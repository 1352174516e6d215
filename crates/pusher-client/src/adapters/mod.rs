//! Adapters implementing the outbound ports.

pub mod http;

pub use http::ReqwestTransport;
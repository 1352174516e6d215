//! Pusher Client - server-side library for the Pusher Channels HTTP API.
//!
//! # Architecture
//!
//! ```text
//! ┌──────────────────────────────────────────────────────────────┐
//! │                        PusherClient                          │
//! │  trigger · channels_info · channel_info · users_info         │
//! │  authenticate · validate_webhook                             │
//! └──────┬──────────────────────┬─────────────────────┬──────────┘
//!        │                      │                     │
//!  ┌─────┴──────┐        ┌──────┴──────┐       ┌──────┴──────┐
//!  │  request   │        │    auth     │       │   webhook   │
//!  │ (assembly, │        │  (channel   │       │ (key, HMAC, │
//!  │  signing)  │        │   tokens)   │       │  freshness) │
//!  └─────┬──────┘        └──────┬──────┘       └──────┬──────┘
//!        │                      └──────────┬──────────┘
//!  ┌─────┴──────┐                   ┌──────┴──────┐
//!  │ validation │                   │   crypto    │
//!  └────────────┘                   │ HMAC-SHA256 │
//!        │                          └─────────────┘
//!  ┌─────┴────────────────┐
//!  │ HttpTransport (port) │ ← ReqwestTransport (adapter)
//!  └──────────────────────┘
//! ```
//!
//! # Usage
//!
//! ```ignore
//! use pusher_client::{PusherClient, PusherConfig};
//! use serde_json::json;
//!
//! let config = PusherConfig::new("12345", "app-key", "app-secret").with_cluster("eu");
//! let client = PusherClient::new(config)?;
//!
//! client.trigger(&["my-channel"], "my-event", &json!({"message": "hi"}), None).await?;
//!
//! let auth = client.authenticate("private-chat", "1234.5678", None);
//! ```
//!
//! # Security
//!
//! - Every validation rule runs before any request is sent
//! - Signatures are compared in constant time
//! - Webhooks older than 5 minutes are rejected
//! - The app secret never appears in `Debug` output or logs

#![warn(clippy::all)]
#![deny(unsafe_code)]

pub mod adapters;
pub mod auth;
pub mod crypto;
pub mod domain;
pub mod ports;
pub mod request;
pub mod service;
pub mod webhook;

// Re-exports for public API
pub use adapters::ReqwestTransport;
pub use crypto::{sign, verify};
pub use domain::config::PusherConfig;
pub use domain::error::{ConfigError, PusherError, PusherResult, TransportError, ValidationError};
pub use domain::types::ResponseMap;
pub use domain::validation::{
    validate_channel, validate_channel_count, validate_data_length, validate_event_name,
    validate_socket_id,
};
pub use ports::{HttpMethod, HttpRequest, HttpResponse, HttpTransport, TimeSource};
pub use service::PusherClient;

/// Crate version
pub const VERSION: &str = env!("CARGO_PKG_VERSION");
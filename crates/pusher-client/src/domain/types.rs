//! Shared value types.

use serde_json::{Map, Value};

/// Decoded JSON object returned by the API or carried by a webhook
pub type ResponseMap = Map<String, Value>;

/// Decode a response body into a [`ResponseMap`].
///
/// An empty body (e.g. `200 OK` with no content) decodes to an empty map.
pub fn decode_response(body: &str) -> Result<ResponseMap, String> {
    if body.trim().is_empty() {
        return Ok(ResponseMap::new());
    }
    match serde_json::from_str::<Value>(body) {
        Ok(Value::Object(map)) => Ok(map),
        Ok(other) => Err(format!("expected JSON object, got {other}")),
        Err(e) => Err(e.to_string()),
    }
}
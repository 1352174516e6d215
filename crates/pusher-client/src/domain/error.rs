//! Error types for the Pusher client.
//!
//! Validation errors are raised before any request leaves the process.
//! Transport and status errors come back from the HTTP collaborator.

use thiserror::Error;

/// Reason a request was rejected locally, before reaching the network.
#[derive(Debug, Clone, PartialEq, Eq, Error)]
pub enum ValidationError {
    /// Channel name is empty or contains characters outside `[A-Za-z0-9_\-=@,.;]`
    #[error("invalid channel name: {0:?}")]
    InvalidChannelName(String),

    /// Channel name is longer than the allowed maximum
    #[error("channel name too long: {length} characters (max {max})")]
    ChannelNameTooLong { length: usize, max: usize },

    /// Event name is longer than the allowed maximum
    #[error("event name too long: {length} characters (max {max})")]
    EventNameTooLong { length: usize, max: usize },

    /// Serialized event data exceeds the payload limit
    #[error("payload too large: {size} bytes (max {max})")]
    PayloadTooLarge { size: usize, max: usize },

    /// Channel list is empty or longer than the per-trigger maximum
    #[error("invalid number of channels: {count} (expected 1 to {max})")]
    TooManyChannels { count: usize, max: usize },

    /// Socket id is not of the form `<digits>.<digits>`
    #[error("invalid socket id: {0:?}")]
    InvalidSocketId(String),
}

/// Failure inside the HTTP collaborator.
#[derive(Debug, Error)]
pub enum TransportError {
    #[error("HTTP request failed: {0}")]
    Http(#[from] reqwest::Error),
    #[error("connection failed: {0}")]
    Connection(String),
    #[error("invalid request URL: {0}")]
    InvalidUrl(String),
}

/// Invalid or incomplete client configuration.
#[derive(Debug, Clone, PartialEq, Eq, Error)]
pub enum ConfigError {
    #[error("missing required field: {0}")]
    MissingField(&'static str),

    #[error("invalid Pusher URL: {0}")]
    InvalidUrl(String),

    #[error("environment variable {0} is not set")]
    MissingEnv(String),
}

/// Top-level error returned by client operations.
#[derive(Debug, Error)]
pub enum PusherError {
    #[error(transparent)]
    Validation(#[from] ValidationError),

    #[error(transparent)]
    Transport(#[from] TransportError),

    #[error(transparent)]
    Config(#[from] ConfigError),

    /// 400 - the API rejected the request parameters
    #[error("bad request: {0}")]
    BadRequest(String),

    /// 401 - the request signature or key was rejected
    #[error("unauthorized: {0}")]
    Unauthorized(String),

    /// 403 - the app is disabled or over quota
    #[error("forbidden: {0}")]
    Forbidden(String),

    #[error("unexpected status {status}: {body}")]
    UnexpectedStatus { status: u16, body: String },

    /// Response body was not a JSON object
    #[error("failed to decode response: {0}")]
    Decode(String),
}

impl PusherError {
    /// True if the error was raised locally, before any request was sent.
    pub fn is_validation(&self) -> bool {
        matches!(self, PusherError::Validation(_))
    }

    /// Map a non-success HTTP status to the matching error.
    pub fn from_status(status: u16, body: impl Into<String>) -> Self {
        let body = body.into();
        match status {
            400 => PusherError::BadRequest(body),
            401 => PusherError::Unauthorized(body),
            403 => PusherError::Forbidden(body),
            _ => PusherError::UnexpectedStatus { status, body },
        }
    }
}

impl From<serde_json::Error> for PusherError {
    fn from(e: serde_json::Error) -> Self {
        PusherError::Decode(e.to_string())
    }
}

/// Result type for client operations
pub type PusherResult<T> = Result<T, PusherError>;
= = =
(WHAT NEEDS TO BE DONE):
Among the entries above, the line containing "minutes are rejected", the line containing "pub mod webhook;", and all lines between them are to be restated word for word; nothing else belongs in the reply.

(EXERCISE SOLUTION):
//! - Webhooks older than 5 minutes are rejected
//! - The app secret never appears in `Debug` output or logs

#![warn(clippy::all)]
#![deny(unsafe_code)]

pub mod adapters;
pub mod auth;
pub mod crypto;
pub mod domain;
pub mod ports;
pub mod request;
pub mod service;
pub mod webhook;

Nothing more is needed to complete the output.